* _Task_: Check each line of the material below, and copy it if it holds the string "issues".

Content starts

//! Line matchers for checker output.
//!
//! Three line kinds are recognised:
//! - diagnostic: `file:line[:column]: error|warning: message  [code]`
//! - note: `file:line[:column]: note: message`
//! - summary: `Found N errors in M files (checked K source files)` or
//!   `Success: no issues found in K source files`
//!
//! Diagnostic and note matchers are mutually exclusive on the severity
//! token, so the first matching kind is the only one that can match.
//! Callers may swap any matcher for a `CustomPattern`; custom patterns
//! are checked for the named groups of their kind when they are built.

use crate::config::ParserConfig;
use crate::error::ConfigError;
use crate::models::{Location, Severity};
use regex::{Captures, Regex};
use std::fmt;
use std::sync::LazyLock;

const POSITION: &str = r"^(?P<file>[^:]+):(?P<line>\d+):(?:(?P<column>\d+):)?\s*";
const POSITION_WITH_END: &str = r"^(?P<file>[^:]+):(?P<line>\d+):(?:(?P<column>\d+):(?:(?P<end_line>\d+):(?P<end_column>\d+):)?)?\s*";
const DIAGNOSTIC_TAIL: &str =
    r"(?P<level>error|warning):\s*(?P<message>.*?)(?:\s+\[(?P<error_code>[^\]\s]+)\])?\s*$";
const DIAGNOSTIC_TAIL_NO_CODE: &str = r"(?P<level>error|warning):\s*(?P<message>.*?)\s*$";
const NOTE_TAIL: &str = r"note:\s*(?P<message>.*?)\s*$";

static DIAGNOSTIC: LazyLock<Regex> = LazyLock::new(|| builtin(POSITION, DIAGNOSTIC_TAIL));
static DIAGNOSTIC_WITH_END: LazyLock<Regex> =
    LazyLock::new(|| builtin(POSITION_WITH_END, DIAGNOSTIC_TAIL));
static DIAGNOSTIC_NO_CODE: LazyLock<Regex> =
    LazyLock::new(|| builtin(POSITION, DIAGNOSTIC_TAIL_NO_CODE));
static DIAGNOSTIC_WITH_END_NO_CODE: LazyLock<Regex> =
    LazyLock::new(|| builtin(POSITION_WITH_END, DIAGNOSTIC_TAIL_NO_CODE));
static NOTE: LazyLock<Regex> = LazyLock::new(|| builtin(POSITION, NOTE_TAIL));
static NOTE_WITH_END: LazyLock<Regex> = LazyLock::new(|| builtin(POSITION_WITH_END, NOTE_TAIL));
static SUMMARY_FOUND: LazyLock<Regex> = LazyLock::new(|| {
    Regex::new(
        r"^Found (?P<errors>\d+) errors? in (?P<files>\d+) files?(?: \(checked (?P<checked>\d+) source files?\))?$",
    )
    .expect("builtin summary pattern")
});
static SUMMARY_SUCCESS: LazyLock<Regex> = LazyLock::new(|| {
    Regex::new(r"^Success: no issues found(?: in (?P<checked>\d+) source files?)?$")
        .expect("builtin success pattern")
});

fn builtin(position: &str, tail: &str) -> Regex {
    Regex::new(&format!("{}{}", position, tail)).expect("builtin entry pattern")
}

#[derive(Debug, Clone, Copy, PartialEq, Eq, Hash)]
/// The kinds of line a matcher can recognise.
pub enum LineKind {
    Diagnostic,
    Note,
    Summary,
}

impl LineKind {
    /// Named groups a custom pattern of this kind must declare.
    pub fn required_groups(&self) -> &'static [&'static str] {
        match self {
            LineKind::Diagnostic => &["file", "line", "level", "message"],
            LineKind::Note => &["file", "line", "message"],
            LineKind::Summary => &[],
        }
    }
}

impl fmt::Display for LineKind {
    fn fmt(&self, f: &mut fmt::Formatter<'_>) -> fmt::Result {
        f.write_str(match self {
            LineKind::Diagnostic => "diagnostic",
            LineKind::Note => "note",
            LineKind::Summary => "summary",
        })
    }
}

#[derive(Debug, Clone, PartialEq, Eq)]
/// Fields extracted from a diagnostic or note line.
pub struct EntryMatch {
    pub file: String,
    pub line: u32,
    pub column: Option<u32>,
    pub end_line: Option<u32>,
    pub end_column: Option<u32>,
    pub severity: Severity,
    pub message: String,
    pub code: Option<String>,
}

impl EntryMatch {
    pub fn location(&self) -> Location {
        Location {
            file: self.file.clone(),
            line: self.line,
            column: self.column,
            end_line: self.end_line,
            end_column: self.end_column,
        }
    }
}

#[derive(Debug, Clone, Copy, Default, PartialEq, Eq)]
/// Counts reported by a summary line. Any of them may be absent.
pub struct SummaryMatch {
    pub errors: Option<u32>,
    pub files_with_errors: Option<u32>,
    pub checked: Option<u32>,
}

#[derive(Debug, Clone, PartialEq, Eq)]
/// Outcome of classifying one line.
pub enum LineMatch {
    Diagnostic(EntryMatch),
    Note(EntryMatch),
    Summary(SummaryMatch),
    Unmatched,
}

#[derive(Debug, Clone)]
/// A caller-supplied regex standing in for one built-in matcher.
pub struct CustomPattern {
    kind: LineKind,
    regex: Regex,
}

impl CustomPattern {
    /// Compile and validate `pattern` for `kind`.
    pub fn new(kind: LineKind, pattern: &str) -> Result<Self, ConfigError> {
        let regex =
            Regex::new(pattern).map_err(|source| ConfigError::InvalidPattern { kind, source })?;
        Self::from_regex(kind, regex)
    }

    /// Validate an already compiled regex for `kind`.
    pub fn from_regex(kind: LineKind, regex: Regex) -> Result<Self, ConfigError> {
        let names: Vec<&str> = regex.capture_names().flatten().collect();
        for &group in kind.required_groups() {
            if !names.contains(&group) {
                return Err(ConfigError::MissingGroup { kind, group });
            }
        }
        Ok(Self { kind, regex })
    }

    pub fn kind(&self) -> LineKind {
        self.kind
    }

    pub fn as_str(&self) -> &str {
        self.regex.as_str()
    }
}

#[derive(Debug, Clone)]
enum SummaryMatcher {
    Builtin,
    Custom(Regex),
}

#[derive(Debug, Clone)]
/// The three matchers an engine classifies lines with.
pub struct PatternSet {
    diagnostic: Regex,
    note: Regex,
    summary: SummaryMatcher,
}

impl Default for PatternSet {
    fn default() -> Self {
        Self::from_config(&ParserConfig::default())
    }
}

impl PatternSet {
    /// Pick built-in or custom matchers per the configuration.
    pub fn from_config(config: &ParserConfig) -> Self {
        let diag_builtin: &Regex = match (config.show_error_end, config.show_error_codes) {
            (false, true) => &*DIAGNOSTIC,
            (true, true) => &*DIAGNOSTIC_WITH_END,
            (false, false) => &*DIAGNOSTIC_NO_CODE,
            (true, false) => &*DIAGNOSTIC_WITH_END_NO_CODE,
        };
        let note_builtin: &Regex = if config.show_error_end {
            &*NOTE_WITH_END
        } else {
            &*NOTE
        };
        let diagnostic = config
            .diagnostic_pattern
            .as_ref()
            .map(|p| p.regex.clone())
            .unwrap_or_else(|| diag_builtin.clone());
        let note = config
            .note_pattern
            .as_ref()
            .map(|p| p.regex.clone())
            .unwrap_or_else(|| note_builtin.clone());
        let summary = match config.summary_pattern.as_ref() {
            Some(p) => SummaryMatcher::Custom(p.regex.clone()),
            None => SummaryMatcher::Builtin,
        };
        Self {
            diagnostic,
            note,
            summary,
        }
    }

    pub fn diagnostic(&self, line: &str) -> Option<EntryMatch> {
        match_entry(&self.diagnostic, LineKind::Diagnostic, line)
    }

    pub fn note(&self, line: &str) -> Option<EntryMatch> {
        match_entry(&self.note, LineKind::Note, line)
    }

    pub fn summary(&self, line: &str) -> Option<SummaryMatch> {
        match &self.summary {
            SummaryMatcher::Builtin => match_builtin_summary(line),
            SummaryMatcher::Custom(re) => match_custom_summary(re, line),
        }
    }

    /// Try diagnostic, note and summary matchers in that order.
    pub fn classify(&self, line: &str) -> LineMatch {
        if let Some(m) = self.diagnostic(line) {
            LineMatch::Diagnostic(m)
        } else if let Some(m) = self.note(line) {
            LineMatch::Note(m)
        } else if let Some(m) = self.summary(line) {
            LineMatch::Summary(m)
        } else {
            LineMatch::Unmatched
        }
    }
}

/// Match a line against the built-in diagnostic pattern.
pub fn match_diagnostic(line: &str) -> Option<EntryMatch> {
    match_entry(&DIAGNOSTIC, LineKind::Diagnostic, line)
}

/// Match a line against the built-in note pattern.
pub fn match_note(line: &str) -> Option<EntryMatch> {
    match_entry(&NOTE, LineKind::Note, line)
}

/// Match a line against the built-in summary forms.
pub fn match_summary(line: &str) -> Option<SummaryMatch> {
    match_builtin_summary(line)
}

fn match_entry(re: &Regex, kind: LineKind, line: &str) -> Option<EntryMatch> {
    let caps = re.captures(line.trim())?;
    let file = caps.name("file")?.as_str().trim();
    if file.is_empty() {
        return None;
    }
    let line_no: u32 = caps.name("line")?.as_str().trim().parse().ok()?;
    if line_no == 0 {
        return None;
    }
    let severity = match kind {
        LineKind::Diagnostic => {
            match Severity::from_token(caps.name("level")?.as_str().trim())? {
                Severity::Note => return None,
                sev => sev,
            }
        }
        LineKind::Note => {
            if let Some(level) = caps.name("level") {
                if Severity::from_token(level.as_str().trim())? != Severity::Note {
                    return None;
                }
            }
            Severity::Note
        }
        LineKind::Summary => return None,
    };
    let code = match kind {
        LineKind::Diagnostic => caps
            .name("error_code")
            .map(|m| m.as_str().trim().to_string())
            .filter(|c| !c.is_empty()),
        _ => None,
    };
    Some(EntryMatch {
        file: file.to_string(),
        line: line_no,
        column: optional_number(&caps, "column")?,
        end_line: optional_number(&caps, "end_line")?,
        end_column: optional_number(&caps, "end_column")?,
        severity,
        message: caps
            .name("message")
            .map_or("", |m| m.as_str().trim())
            .to_string(),
        code,
    })
}

/// `Some(None)` when the group did not take part; `None` when it holds
/// something that is not a number.
fn optional_number(caps: &Captures<'_>, name: &str) -> Option<Option<u32>> {
    match caps.name(name) {
        None => Some(None),
        Some(m) => m.as_str().trim().parse().ok().map(Some),
    }
}

fn match_builtin_summary(line: &str) -> Option<SummaryMatch> {
    let line = line.trim();
    if let Some(caps) = SUMMARY_FOUND.captures(line) {
        return Some(SummaryMatch {
            errors: optional_number(&caps, "errors")?,
            files_with_errors: optional_number(&caps, "files")?,
            checked: optional_number(&caps, "checked")?,
        });
    }
    let caps = SUMMARY_SUCCESS.captures(line)?;
    Some(SummaryMatch {
        errors: Some(0),
        files_with_errors: Some(0),
        checked: optional_number(&caps, "checked")?,
    })
}

fn match_custom_summary(re: &Regex, line: &str) -> Option<SummaryMatch> {
    let caps = re.captures(line.trim())?;
    let has_checked = re.capture_names().flatten().any(|n| n == "checked");
    let checked = if has_checked {
        optional_number(&caps, "checked")?
    } else {
        // Fall back to the last all-digit group.
        caps.iter()
            .skip(1)
            .flatten()
            .filter(|m| !m.as_str().is_empty() && m.as_str().bytes().all(|b| b.is_ascii_digit()))
            .last()
            .and_then(|m| m.as_str().parse().ok())
    };
    Some(SummaryMatch {
        errors: optional_number(&caps, "errors")?,
        files_with_errors: optional_number(&caps, "files")?,
        checked,
    })
}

Content ends

* _Response to the exercise_:
//!   `Success: no issues found in K source files`
    Regex::new(r"^Success: no issues found(?: in (?P<checked>\d+) source files?)?$")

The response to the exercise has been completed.